The following recommendations are intended as a guide for clinicians using actigraphy in evaluating patients with sleep disorders and circadian rhythm sleep-wake disorders, and only apply to the use of FDA-approved devices. Each recommendation statement is assigned a strength ("Strong" or "Conditional"). A "Strong" recommendation (ie, "We recommend…") is one that clinicians should follow under most circumstances. A "Conditional" recommendation (ie, "We suggest…") reflects a lower degree of certainty regarding the outcome and appropriateness of the patient-care strategy for all patients. The ultimate judgment regarding any specific care must be made by the treating clinician and the patient, taking into consideration the individual circumstances of the patient, available treatment options, and resources.
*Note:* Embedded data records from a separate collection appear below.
impl<'a> BindContext<'a> {
    pub fn new(resolver: &'a dyn SymbolResolver, class: SymbolId) -> Self {
        Self { resolver, class }
    }

    /// The same resolver, seen from another class.
    pub fn with_class(self, class: SymbolId) -> Self {
        Self { class, ..self }
    }

    /// Context for binding the guard declared on `member`.
    pub fn for_member(self, member: &Symbol) -> Option<Self> {
        member.owner().map(|owner| self.with_class(owner))
    }

    fn symbol(&self, id: SymbolId) -> Result<&'a Symbol, IllegalGuardedBy> {
        self.resolver
            .symbol(id)
            .ok_or_else(|| IllegalGuardedBy::new(format!("unknown symbol {}", id.0)))
    }

    fn lock_sym(&self, id: SymbolId) -> Result<LockSym, IllegalGuardedBy> {
        self.symbol(id).map(LockSym::from_symbol)
    }

    /// `self.class` followed by its lexically enclosing classes.
    fn enclosing_classes(&self) -> Vec<SymbolId> {
        let mut classes = vec![self.class];
        let mut current = self.class;
        while let Some(outer) = self.resolver.outer_class(current) {
            if classes.contains(&outer) {
                break;
            }
            classes.push(outer);
            current = outer;
        }
        classes
    }

    /// `C.this` as seen from the context class.
    fn enclosing_instance(&self, class: SymbolId) -> Result<LockExpr, IllegalGuardedBy> {
        if class == self.class {
            return Ok(LockExpr::This);
        }
        if self.enclosing_classes().contains(&class) {
            return Ok(LockExpr::Outer(self.lock_sym(class)?));
        }
        let name = self.symbol(class)?.name.clone();
        Err(IllegalGuardedBy::new(format!("{}.this", name)))
    }

    /// The receiver a bare member name refers to: the innermost enclosing
    /// class that declares or inherits it.
    fn implicit_receiver(&self, member: &Symbol) -> Result<LockExpr, IllegalGuardedBy> {
        let owner = member
            .owner()
            .ok_or_else(|| IllegalGuardedBy::new(member.name.clone()))?;
        if member.is_static() {
            return Ok(LockExpr::TypeLiteral(self.lock_sym(owner)?));
        }
        let class = self
            .enclosing_classes()
            .into_iter()
            .find(|&class| self.resolver.is_subclass(class, owner))
            .ok_or_else(|| IllegalGuardedBy::new(member.name.clone()))?;
        self.enclosing_instance(class)
    }

    /// Static class of the object a lock expression denotes.
    pub fn static_class(&self, lock: &LockExpr) -> Option<SymbolId> {
        match lock {
            LockExpr::This => Some(self.class),
            LockExpr::Outer(class) => Some(class.id),
            LockExpr::Local(sym) | LockExpr::Select { member: sym, .. } => {
                self.resolver.type_of(sym.id)
            }
            LockExpr::ClassLiteral(_) | LockExpr::TypeLiteral(_) => None,
        }
    }

    /// `base.member`, where static members ignore the written qualifier.
    fn select(&self, base: Option<Bound>, member: SymbolId) -> Result<Bound, IllegalGuardedBy> {
        let symbol = self.symbol(member)?;
        match symbol.kind {
            SymbolKind::Class { .. } => return Ok(Bound::Type(member)),
            SymbolKind::Field { .. } | SymbolKind::Method { .. } => {}
            SymbolKind::Parameter { .. } | SymbolKind::Local { .. } => {
                return Err(IllegalGuardedBy::new(symbol.name.clone()));
            }
        }

        let base = if symbol.is_static() {
            let owner = symbol
                .owner()
                .ok_or_else(|| IllegalGuardedBy::new(symbol.name.clone()))?;
            LockExpr::TypeLiteral(self.lock_sym(owner)?)
        } else {
            match base {
                Some(Bound::Lock(base)) => base,
                Some(Bound::Type(_)) => {
                    return Err(IllegalGuardedBy::new(format!(
                        "instance member {} selected from a type",
                        symbol.name
                    )))
                }
                None => self.implicit_receiver(symbol)?,
            }
        };
        Ok(Bound::Lock(LockExpr::select(base, LockSym::from_symbol(symbol))))
    }

    fn finish(&self, bound: Bound) -> Result<LockExpr, IllegalGuardedBy> {
        match bound {
            Bound::Lock(lock) => Ok(lock),
            Bound::Type(class) => Ok(LockExpr::ClassLiteral(self.lock_sym(class)?)),
        }
    }
}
We suggest that clinicians use actigraphy to estimate sleep parameters in adult patients with insomnia disorder. (Conditional). We suggest that clinicians use actigraphy in the assessment of pediatric patients with insomnia disorder. (Conditional). We suggest that clinicians use actigraphy in the assessment of adult patients with circadian rhythm sleep-wake disorder. (Conditional). We suggest that clinicians use actigraphy in the assessment of pediatric patients with circadian rhythm sleep-wake disorder. (Conditional). We suggest that clinicians use actigraphy integrated with home sleep apnea test devices to estimate total sleep time during recording (in the absence of alternative objective measurements of total sleep time) in adult patients suspected of sleep-disordered breathing. (Conditional). We suggest that clinicians use actigraphy to monitor total sleep time prior to testing with the Multiple Sleep Latency Test in adult and pediatric patients with suspected central disorders of hypersomnolence. (Conditional). We suggest that clinicians use actigraphy to estimate total sleep time in adult patients with suspected insufficient sleep syndrome. (Conditional). We recommend that clinicians use actigraphy in place of electromyography for the diagnosis of periodic limb movement disorder in adult and pediatric patients. (Strong).